Living at a crossroads, Black women developed their own perspective on politics and power. Their view was always intersectional. They could not support any movement that separated out matters of racism from sexism, at least not for long. Associations that asked Black women to set aside or subordinate one interest for another were never a good fit. They insisted, for example, that antislavery and women’s rights were parts of one movement, and that civil rights included demands for women’s liberty. Black women advocated for their interests as people doubly burdened by racism and sexism, and they reasoned that when society lifted them up as equals, everyone would rise. These insights led to a political philosophy rooted in a broad quest for freedom and dignity that extended to all of humanity.15

The trouble of racism is one facet of this story, but for the women of Vanguard, their encounters with slights, exclusion, derision, and even violence were not the whole of their politics. Racism was a given, a constant. Some women risked being rebuffed in the interest of working in coalition with white women. Other women had no choice but to sustain the wounds of prejudice when their work or travel forced degrading confrontations. But oftentimes, Black women, with plenty of work to do in their own communities with one another, stepped around or turned their backs on racism. If white Americans too often cast a jaundiced eye upon Black women, it was not a look that they needed to return. Remaining at a careful distance from racism was essential to personal dignity and a self-defined approach to women’s power.

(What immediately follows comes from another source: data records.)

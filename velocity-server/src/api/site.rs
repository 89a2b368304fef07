use axum::{extract::State, http::header, response::IntoResponse};
use chrono::{DateTime, Utc};

use super::ApiResult;
use crate::db::repositories::{CategoryRepository, TrendRepository};
use crate::state::AppState;

struct SitemapUrl {
    loc: String,
    last_modified: DateTime<Utc>,
    change_frequency: &'static str,
    priority: f32,
}

fn xml_escape(value: &str) -> String {
    value
        .replace('&', "&amp;")
        .replace('<', "&lt;")
        .replace('>', "&gt;")
        .replace('"', "&quot;")
        .replace('\'', "&apos;")
}

fn render_sitemap(urls: &[SitemapUrl]) -> String {
    let mut xml = String::from(
        "<?xml version=\"1.0\" encoding=\"UTF-8\"?>\n<urlset xmlns=\"http://www.sitemaps.org/schemas/sitemap/0.9\">\n",
    );
    for url in urls {
        xml.push_str(&format!(
            "<url>\n<loc>{}</loc>\n<lastmod>{}</lastmod>\n<changefreq>{}</changefreq>\n<priority>{:.1}</priority>\n</url>\n",
            xml_escape(&url.loc),
            url.last_modified.to_rfc3339(),
            url.change_frequency,
            url.priority
        ));
    }
    xml.push_str("</urlset>\n");
    xml
}

/// GET /sitemap.xml
pub async fn sitemap(State(state): State<AppState>) -> ApiResult<impl IntoResponse> {
    let base_url = state.settings.site.url.trim_end_matches('/').to_string();
    let pool = state.db.pool.clone();
    let now = Utc::now();

    let mut urls = vec![
        SitemapUrl {
            loc: base_url.clone(),
            last_modified: now,
            change_frequency: "daily",
            priority: 1.0,
        },
        SitemapUrl {
            loc: format!("{}/pricing", base_url),
            last_modified: now,
            change_frequency: "monthly",
            priority: 0.5,
        },
    ];

    urls.extend(
        TrendRepository::new(pool.clone())
            .sitemap_entries()?
            .into_iter()
            .map(|(slug, added_at)| SitemapUrl {
                loc: format!("{}/trend/{}", base_url, slug),
                last_modified: added_at,
                change_frequency: "daily",
                priority: 0.8,
            }),
    );

    urls.extend(
        CategoryRepository::new(pool)
            .list()?
            .into_iter()
            .map(|category| SitemapUrl {
                loc: format!("{}/category/{}", base_url, category.slug),
                last_modified: now,
                change_frequency: "daily",
                priority: 0.7,
            }),
    );

    Ok((
        [(header::CONTENT_TYPE, "application/xml; charset=utf-8")],
        render_sitemap(&urls),
    ))
}

pub async fn health_check() -> &'static str {
    "OK"
}

#[cfg(test)]
mod tests {
    use super::*;

    #[test]
    fn test_render_sitemap_escapes_locations() {
        let xml = render_sitemap(&[SitemapUrl {
            loc: "https://example.com/trend/a&b".to_string(),
            last_modified: Utc::now(),
            change_frequency: "daily",
            priority: 0.8,
        }]);
        assert!(xml.contains("<loc>https://example.com/trend/a&amp;b</loc>"));
        assert!(xml.contains("<priority>0.8</priority>"));
        assert!(xml.ends_with("</urlset>\n"));
    }
}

The stories in Vanguard have often been overlooked. But not wholly so. Historians over the last half century have dug deep into African American women’s pasts to recover their ideas, their organizations, and their distinct brand of politics. These efforts correct a record made more than a century ago by Susan B. Anthony, Elizabeth Cady Stanton, Matilda Joslyn Gage, and Ida Husted Harper, who dubbed themselves the historians of the early women’s movement. Between 1881 and 1922, they published the six-volume, fifty-seven-hundred-page History of Woman Suffrage. But they told only one part of the story and in that relegated Black women to the margins. Later historians relied upon these same volumes, producing new studies that, regretfully, repeated old omissions.16

Vanguard corrects that record by retelling two hundred years of Black women’s political history. It does not tell every story; no history can do quite that. But by recounting the lives of some of the many Black women who engaged in political fights, the picture of a whole comes into view. In some eras, Black women pursued power as singular, cutting-edge figures. At other times, they joined coalitions that included white women and Black men. Most often, Black women built political power in their own circles. There are as many stories as there are women, but those recounted in this book represent Black women’s varied political lives and their many routes to the vote and beyond.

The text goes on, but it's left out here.